Когда тебе открыт удел отчизны,
Предвиденьем, быть может, отвратимый,
О, молви!
(130-135)
Смешение «полуверы» в христианизированные языческие придания с гуманистической ученостью и моралью типично, по-видимому, для образованной элиты шекспировской эпохи. Горацио, по его словам, убедился, что слух, будто крик петуха вынуждает духов «спешить в свои пределы», справедлив; отчасти он разделяет и веру Марцелла, что рождественская ночь ограждает людей от этих существ. Без колебаний он рассказывает Гамлету, что видел тень его отца, считая, что сын должен к ней обратиться. И в то же время как протестант опасается, что Призрак, быть может, демон и погубит принца.
Что если вас он завлечет к волне
Иль на вершину грозного утеса,
Нависшего над морем, чтобы там
Принять какой-нибудь ужасный облик,
Который в вас низложит власть рассудка
И ввергнет вас в безумие? Останьтесь…
(I, 4, 69-74)
Так, уже в I акте наряду с самим Призраком вырисовывается фигура Горацио — верного друга, ученого гуманиста, человека своего времени. Что же касается намеченного в первых сценах образа духа, то полностью он раскрывается при соприкосновении с главным героем.
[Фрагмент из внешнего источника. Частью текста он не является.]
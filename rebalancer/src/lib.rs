//! driftplan-rebalancer: command-line front end for the driftplan engine.
//!
//! Reads a target allocation from a JSON file (or derives one from a
//! transactions export) and an account export from a snapshot provider,
//! computes drift, generates and validates a trade plan, and hands confirmed
//! orders to an order sink with an audit trail.

pub mod audit;
pub mod broker;
pub mod config;
pub mod error;
pub mod execution;
pub mod history;
pub mod target;
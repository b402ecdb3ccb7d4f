//! Drift: signed gap between current and target weight per instrument.

use std::fmt;

use rust_decimal::Decimal;

use crate::allocation::ResolvedTargets;
use crate::error::{Error, Result};
use crate::snapshot::{PortfolioSnapshot, Universe};
use crate::types::InstrumentId;

/// Drift of one instrument at snapshot prices.
#[derive(Clone, Debug, PartialEq)]
#[cfg_attr(feature = "serde", derive(serde::Serialize, serde::Deserialize))]
pub struct Drift {
    pub instrument: InstrumentId,
    pub unit_price: Decimal,
    pub held_quantity: Decimal,
    pub current_value: Decimal,
    pub current_weight: Decimal,
    pub target_weight: Decimal,
    /// target − current
    pub delta_weight: Decimal,
    /// Currency amount to buy (positive) or sell (negative).
    pub delta_value: Decimal,
}

/// Drift over the whole run: one entry per instrument plus the cash line.
#[derive(Clone, Debug, PartialEq)]
#[cfg_attr(feature = "serde", derive(serde::Serialize, serde::Deserialize))]
pub struct DriftReport {
    pub total_value: Decimal,
    pub cash: Decimal,
    /// Sorted by instrument id.
    pub entries: Vec<Drift>,
    /// Change in cash if every delta were executed exactly.
    pub cash_delta: Decimal,
}

impl DriftReport {
    pub fn entry(&self, instrument: &InstrumentId) -> Option<&Drift> {
        self.entries.iter().find(|d| &d.instrument == instrument)
    }

    /// Σ instrument delta values + cash delta. Zero up to decimal rounding.
    pub fn net_delta(&self) -> Decimal {
        self.entries.iter().map(|d| d.delta_value).sum::<Decimal>() + self.cash_delta
    }

    /// Largest |delta weight| over all instruments.
    pub fn max_abs_delta_weight(&self) -> Decimal {
        self.entries
            .iter()
            .map(|d| d.delta_weight.abs())
            .max()
            .unwrap_or(Decimal::ZERO)
    }
}

/// Compute drift for every instrument held or targeted.
///
/// The snapshot's total value is the single denominator for the run. Delta
/// value is target value minus market value, which equals delta weight × total
/// but keeps a full divestment exactly equal to the held value.
pub fn compute_drift(
    snapshot: &PortfolioSnapshot,
    targets: &ResolvedTargets,
    universe: &Universe,
) -> Result<DriftReport> {
    let total = snapshot.total_value();
    if total <= Decimal::ZERO {
        return Err(Error::InvalidSnapshot(
            "portfolio has zero total value; nothing to rebalance".into(),
        ));
    }

    let mut instruments: Vec<&InstrumentId> = snapshot
        .holdings()
        .iter()
        .map(|h| h.instrument())
        .chain(targets.weights().iter().map(|t| &t.instrument))
        .collect();
    instruments.sort();
    instruments.dedup();

    let mut entries = Vec::with_capacity(instruments.len());
    for id in instruments {
        let (held_quantity, unit_price) = match snapshot.holding(id) {
            Some(h) => (h.quantity(), h.unit_price()),
            None => {
                let price = universe.price(id).ok_or_else(|| {
                    Error::InvalidAllocation(format!("no price for targeted instrument {id}"))
                })?;
                (Decimal::ZERO, price)
            }
        };

        let current_value = held_quantity * unit_price;
        let current_weight = current_value / total;
        let target_weight = targets.weight_of(id);
        let target_value = target_weight * total;

        entries.push(Drift {
            instrument: id.clone(),
            unit_price,
            held_quantity,
            current_value,
            current_weight,
            target_weight,
            delta_weight: target_weight - current_weight,
            delta_value: target_value - current_value,
        });
    }

    let cash_target = (Decimal::ONE - targets.total()) * total;
    let cash_delta = cash_target - snapshot.cash();

    Ok(DriftReport {
        total_value: total,
        cash: snapshot.cash(),
        entries,
        cash_delta,
    })
}

impl fmt::Display for DriftReport {
    fn fmt(&self, f: &mut fmt::Formatter<'_>) -> fmt::Result {
        writeln!(f, "DRIFT (total {:.2}):", self.total_value)?;
        writeln!(
            f,
            "  {:12} {:>10} {:>10} {:>10} {:>12}",
            "Instrument", "Current%", "Target%", "Delta%", "Delta"
        )?;
        let hundred = Decimal::ONE_HUNDRED;
        for d in &self.entries {
            writeln!(
                f,
                "  {:12} {:>9.2}% {:>9.2}% {:>9.2}% {:>12.2}",
                d.instrument,
                d.current_weight * hundred,
                d.target_weight * hundred,
                d.delta_weight * hundred,
                d.delta_value,
            )?;
        }
        writeln!(f, "  {:12} {:>43.2}", "cash", self.cash_delta)?;
        writeln!(
            f,
            "  Max drift: {:.2}%",
            self.max_abs_delta_weight() * hundred
        )
    }
}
Гамлет узнает о его появлении в тяжелейший момент, когда горе по умершему отцу усугубляется негодованием, вызванным поспешным замужеством матери. Он испытывает разочарование не только в близких людях, но и во всем человечестве. И все же вначале он не вполне доверяет рассказу Горацио и произносит ту же фразу, что и его ученый друг: «Это очень странно» (I, 2, 220); его смущает услышанное, и он подробно расспрашивает рассказчика и пришедших с ним Марцелла и Бернардо. Увидя Призрака, он так же, как Горацио, не исключает того, что дух пришел из ада.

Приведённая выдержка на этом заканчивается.